▸ **WHAT TO WORK ON**:
State how many lines in the listing below contain the word "InlineEdit", and write nothing else.

▸ **DATA SUPPLIED**:
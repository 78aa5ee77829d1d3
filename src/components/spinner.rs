use leptos::prelude::*;

#[component]
pub fn Spinner() -> impl IntoView {
    view! {
        <div class="spinner" role="status" aria-live="polite" aria-label="Loading"></div>
    }
}
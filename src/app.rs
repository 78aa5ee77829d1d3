//! Todo Lists App
//!
//! Root component: auth session, router and page layout.

use std::rc::Rc;

use leptos::prelude::*;
use leptos_router::components::{Route, Router, Routes};
use leptos_router::path;

use crate::auth::AuthSessionProvider;
use crate::commands::RestApi;
use crate::components::{EditTodoList, HomePage, NavBar, NotFound};
use crate::config::AppConfig;
use crate::context::AppContext;

#[component]
pub fn App() -> impl IntoView {
    let config = AppConfig::load();
    let (reload_trigger, set_reload_trigger) = signal(0u32);

    // Provide context to all children
    provide_context(AppContext::new(
        (reload_trigger, set_reload_trigger),
        Rc::new(RestApi),
    ));

    view! {
        <AuthSessionProvider options=config.client_options()>
            <Router>
                <NavBar />
                <main class="main-content">
                    <Routes fallback=|| view! { <NotFound /> }>
                        <Route path=path!("/") view=HomePage />
                        <Route path=path!("/lists/:todo_list_id") view=EditTodoList />
                    </Routes>
                </main>
            </Router>
        </AuthSessionProvider>
    }
}
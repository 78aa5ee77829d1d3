//! Todo List Item Component
//!
//! One row: completion checkbox, editable description, delete button that
//! asks for confirmation inline.

use leptos::prelude::*;

use crate::components::inline_edit::InlineEdit;
use crate::models::TodoItem;

/// Accessible name of a row's delete button
fn delete_label(item: &TodoItem) -> String {
    format!("Delete \"{}\"", item.description)
}

#[component]
pub fn TodoListItem(
    item: TodoItem,
    update_todo_item: Callback<TodoItem>,
    delete_todo_item: Callback<TodoItem>,
) -> impl IntoView {
    let is_complete = item.is_complete;
    let description = item.description.clone();
    let label = delete_label(&item);
    let item = StoredValue::new(item);
    let (confirming, set_confirming) = signal(false);

    let describe = Callback::new(move |description: String| {
        update_todo_item.run(TodoItem {
            description,
            ..item.get_value()
        });
    });

    view! {
        <li class=if is_complete { "todo-item completed" } else { "todo-item" }>
            <input
                type="checkbox"
                aria-label="Complete"
                prop:checked=is_complete
                on:change=move |_| update_todo_item.run(item.get_value().toggled())
            />
            <InlineEdit value=description on_commit=describe class="todo-item-text" />
            <Show
                when=move || confirming.get()
                fallback=move || {
                    view! {
                        <button
                            class="delete-btn"
                            aria-label=label.clone()
                            on:click=move |_| set_confirming.set(true)
                        >
                            "×"
                        </button>
                    }
                }
            >
                <span class="delete-confirm" role="group">
                    <span class="delete-confirm-text">"Delete?"</span>
                    <button
                        class="confirm-btn"
                        on:click=move |_| {
                            set_confirming.set(false);
                            delete_todo_item.run(item.get_value());
                        }
                    >
                        "Yes"
                    </button>
                    <button class="cancel-btn" on:click=move |_| set_confirming.set(false)>
                        "No"
                    </button>
                </span>
            </Show>
        </li>
    }
}
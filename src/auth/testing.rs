//! Test support: an identity client with a fixed answer and helpers that
//! drive an `AuthContext` through initialization.

use std::rc::Rc;

use async_trait::async_trait;
use auth0_spa::{
    AuthError, AuthResult, IdTokenClaims, IdentityClient, LoginOptions, LogoutOptions,
    RedirectResult, TokenOptions, UserProfile,
};

use super::provider::AuthContext;
use super::session::AuthSession;
use crate::errors::AppError;

pub(crate) const STUB_TOKEN: &str = "stub-access-token";

/// Signed in or not, depending on `authenticated`; hands out `STUB_TOKEN`
pub(crate) struct StubClient {
    pub authenticated: bool,
}

#[async_trait(?Send)]
impl IdentityClient for StubClient {
    async fn handle_redirect_callback(&self) -> AuthResult<RedirectResult> {
        Ok(RedirectResult::default())
    }

    async fn is_authenticated(&self) -> AuthResult<bool> {
        Ok(self.authenticated)
    }

    async fn get_user(&self) -> AuthResult<Option<UserProfile>> {
        Ok(None)
    }

    async fn login_with_popup(&self, _options: &LoginOptions) -> AuthResult<()> {
        Ok(())
    }

    async fn login_with_redirect(&self, _options: &LoginOptions) -> AuthResult<()> {
        Ok(())
    }

    async fn get_id_token_claims(
        &self,
        _options: &TokenOptions,
    ) -> AuthResult<Option<IdTokenClaims>> {
        Ok(None)
    }

    async fn get_token_silently(&self, _options: &TokenOptions) -> AuthResult<String> {
        if self.authenticated {
            Ok(STUB_TOKEN.to_string())
        } else {
            Err(AuthError::Sdk("login_required".to_string()))
        }
    }

    async fn get_tokens_with_popup(&self, _options: &TokenOptions) -> AuthResult<String> {
        Ok(STUB_TOKEN.to_string())
    }

    async fn logout(&self, _options: &LogoutOptions) -> AuthResult<()> {
        Ok(())
    }
}

/// Context whose session is still initializing (`loading == true`).
/// Must be called inside a reactive `Owner`.
pub(crate) fn initializing_auth() -> (AuthContext, Rc<AuthSession>) {
    AuthContext::connected()
}

/// Finish initialization against a `StubClient`
pub(crate) async fn settle(session: &AuthSession, authenticated: bool) {
    let client: Rc<dyn IdentityClient> = Rc::new(StubClient { authenticated });
    session
        .initialize(async { Ok::<_, AppError>(client) }, "", |_| {})
        .await;
}

/// Context that has finished initializing
pub(crate) async fn settled_auth(authenticated: bool) -> AuthContext {
    let (auth, session) = initializing_auth();
    settle(&session, authenticated).await;
    auth
}
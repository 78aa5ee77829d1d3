//! Todo Input Component
//!
//! Form for adding a new item to the current list.

use leptos::prelude::*;

use crate::models::TodoItem;

/// Draft item for the typed text; `None` when there is nothing to add
fn new_todo(text: &str) -> Option<TodoItem> {
    let description = text.trim();
    (!description.is_empty()).then(|| TodoItem::draft(description))
}

#[component]
pub fn TodoInput(#[prop(into)] add_todo_item: Callback<TodoItem>) -> impl IntoView {
    let (new_text, set_new_text) = signal(String::new());

    let submit = move |ev: web_sys::SubmitEvent| {
        ev.prevent_default();
        let Some(item) = new_todo(&new_text.get()) else {
            return;
        };
        add_todo_item.run(item);
        set_new_text.set(String::new());
    };

    view! {
        <form class="todo-input" on:submit=submit>
            <input
                type="text"
                placeholder="Add a to-do..."
                aria-label="New to-do"
                prop:value=move || new_text.get()
                on:input=move |ev| set_new_text.set(event_target_value(&ev))
            />
            <button type="submit">"Add"</button>
        </form>
    }
}
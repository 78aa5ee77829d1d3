//! Home Page
//!
//! Overview of the signed-in user's lists.

use leptos::prelude::*;

use crate::auth::use_auth;
use crate::components::spinner::Spinner;
use crate::hooks::use_todo_lists_query;
use crate::models::TodoList;

#[component]
pub fn HomePage() -> impl IntoView {
    let auth = use_auth();
    let lists = use_todo_lists_query();

    view! {
        <section class="home">
            <h1>"Todo Lists"</h1>
            {move || {
                if auth.loading() {
                    return view! { <Spinner /> }.into_any();
                }
                if auth.is_authenticated() != Some(true) {
                    return view! { <p class="hint">"Log in to see your lists."</p> }.into_any();
                }
                match lists.get() {
                    None => view! { <Spinner /> }.into_any(),
                    Some(Ok(lists)) if lists.is_empty() => {
                        view! { <p class="hint">"No lists yet."</p> }.into_any()
                    }
                    Some(Ok(lists)) => {
                        view! {
                            <ul class="todo-lists">
                                {lists.into_iter().map(list_link).collect_view()}
                            </ul>
                        }
                            .into_any()
                    }
                    Some(Err(err)) => {
                        view! { <p class="error-message" role="alert">{err.to_string()}</p> }
                            .into_any()
                    }
                }
            }}
        </section>
    }
}

fn list_link(list: TodoList) -> impl IntoView {
    let remaining = list.todo_items.iter().filter(|i| !i.is_complete).count();
    let href = format!("/lists/{}", list.id);
    view! {
        <li>
            <a href=href>{list.name}</a>
            <span class="item-count">{format!("{} open", remaining)}</span>
        </li>
    }
}
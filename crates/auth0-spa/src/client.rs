//! Auth0 SPA JS Client
//!
//! wasm-bindgen imports of the SDK global and the [`IdentityClient`]
//! implementation on top of them. Every SDK method returns a Promise.

use async_trait::async_trait;
use js_sys::{Promise, Reflect};
use serde::{de::DeserializeOwned, Serialize};
use wasm_bindgen::prelude::*;
use wasm_bindgen::JsCast;
use wasm_bindgen_futures::JsFuture;

use crate::{
    AuthError, AuthResult, ClientOptions, IdTokenClaims, IdentityClient, LoginOptions,
    LogoutOptions, RedirectResult, TokenOptions, UserProfile,
};

#[wasm_bindgen]
extern "C" {
    #[wasm_bindgen(js_name = Auth0Client)]
    type JsAuth0Client;

    #[wasm_bindgen(catch, js_name = createAuth0Client)]
    fn create_auth0_client(options: &JsValue) -> Result<Promise, JsValue>;

    #[wasm_bindgen(method, catch, js_name = handleRedirectCallback)]
    fn handle_redirect_callback(this: &JsAuth0Client) -> Result<Promise, JsValue>;

    #[wasm_bindgen(method, catch, js_name = isAuthenticated)]
    fn is_authenticated(this: &JsAuth0Client) -> Result<Promise, JsValue>;

    #[wasm_bindgen(method, catch, js_name = getUser)]
    fn get_user(this: &JsAuth0Client) -> Result<Promise, JsValue>;

    #[wasm_bindgen(method, catch, js_name = loginWithPopup)]
    fn login_with_popup(this: &JsAuth0Client, options: &JsValue) -> Result<Promise, JsValue>;

    #[wasm_bindgen(method, catch, js_name = loginWithRedirect)]
    fn login_with_redirect(this: &JsAuth0Client, options: &JsValue) -> Result<Promise, JsValue>;

    #[wasm_bindgen(method, catch, js_name = getIdTokenClaims)]
    fn get_id_token_claims(this: &JsAuth0Client, options: &JsValue) -> Result<Promise, JsValue>;

    #[wasm_bindgen(method, catch, js_name = getTokenSilently)]
    fn get_token_silently(this: &JsAuth0Client, options: &JsValue) -> Result<Promise, JsValue>;

    #[wasm_bindgen(method, catch, js_name = getTokenWithPopup)]
    fn get_token_with_popup(this: &JsAuth0Client, options: &JsValue) -> Result<Promise, JsValue>;

    // Synchronous in the SDK: it navigates away.
    #[wasm_bindgen(method, catch)]
    fn logout(this: &JsAuth0Client, options: &JsValue) -> Result<JsValue, JsValue>;
}

/// Client backed by the Auth0 SPA SDK loaded on the page
pub struct Auth0Client {
    inner: JsAuth0Client,
}

impl Auth0Client {
    /// Create the SDK client; the SDK also checks for an existing session here
    pub async fn connect(options: &ClientOptions) -> AuthResult<Self> {
        let js_options = to_js(options)?;
        let inner = settle(create_auth0_client(&js_options)).await?;
        Ok(Self {
            inner: inner.unchecked_into(),
        })
    }
}

#[async_trait(?Send)]
impl IdentityClient for Auth0Client {
    async fn handle_redirect_callback(&self) -> AuthResult<RedirectResult> {
        let result = settle(self.inner.handle_redirect_callback()).await?;
        from_js(result)
    }

    async fn is_authenticated(&self) -> AuthResult<bool> {
        let result = settle(self.inner.is_authenticated()).await?;
        Ok(result.as_bool().unwrap_or(false))
    }

    async fn get_user(&self) -> AuthResult<Option<UserProfile>> {
        let result = settle(self.inner.get_user()).await?;
        from_js(result)
    }

    async fn login_with_popup(&self, options: &LoginOptions) -> AuthResult<()> {
        let js_options = to_js(options)?;
        settle(self.inner.login_with_popup(&js_options)).await?;
        Ok(())
    }

    async fn login_with_redirect(&self, options: &LoginOptions) -> AuthResult<()> {
        let js_options = to_js(options)?;
        settle(self.inner.login_with_redirect(&js_options)).await?;
        Ok(())
    }

    async fn get_id_token_claims(&self, options: &TokenOptions) -> AuthResult<Option<IdTokenClaims>> {
        let js_options = to_js(options)?;
        let result = settle(self.inner.get_id_token_claims(&js_options)).await?;
        from_js(result)
    }

    async fn get_token_silently(&self, options: &TokenOptions) -> AuthResult<String> {
        let js_options = to_js(options)?;
        let result = settle(self.inner.get_token_silently(&js_options)).await?;
        from_js(result)
    }

    async fn get_tokens_with_popup(&self, options: &TokenOptions) -> AuthResult<String> {
        let js_options = to_js(options)?;
        let result = settle(self.inner.get_token_with_popup(&js_options)).await?;
        from_js(result)
    }

    async fn logout(&self, options: &LogoutOptions) -> AuthResult<()> {
        let js_options = to_js(options)?;
        self.inner.logout(&js_options).map_err(js_error)?;
        Ok(())
    }
}

// ========================
// Conversion Helpers
// ========================

async fn settle(promise: Result<Promise, JsValue>) -> AuthResult<JsValue> {
    let promise = promise.map_err(js_error)?;
    JsFuture::from(promise).await.map_err(js_error)
}

fn to_js<T: Serialize>(value: &T) -> AuthResult<JsValue> {
    // Plain objects instead of `Map`s for nested JSON values such as `appState`
    value
        .serialize(&serde_wasm_bindgen::Serializer::json_compatible())
        .map_err(|e| AuthError::Conversion(e.to_string()))
}

fn from_js<T: DeserializeOwned>(value: JsValue) -> AuthResult<T> {
    serde_wasm_bindgen::from_value(value).map_err(|e| AuthError::Conversion(e.to_string()))
}

/// SDK errors carry `error_description`; plain JS errors carry `message`
fn js_error(value: JsValue) -> AuthError {
    if value.is_object() {
        for key in ["error_description", "message", "error"] {
            let text = Reflect::get(&value, &JsValue::from_str(key))
                .ok()
                .and_then(|v| v.as_string());
            if let Some(text) = text {
                return AuthError::Sdk(text);
            }
        }
    }
    AuthError::Sdk(value.as_string().unwrap_or_else(|| format!("{:?}", value)))
}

▸ **SOLUTION TO THE EXERCISE**:
2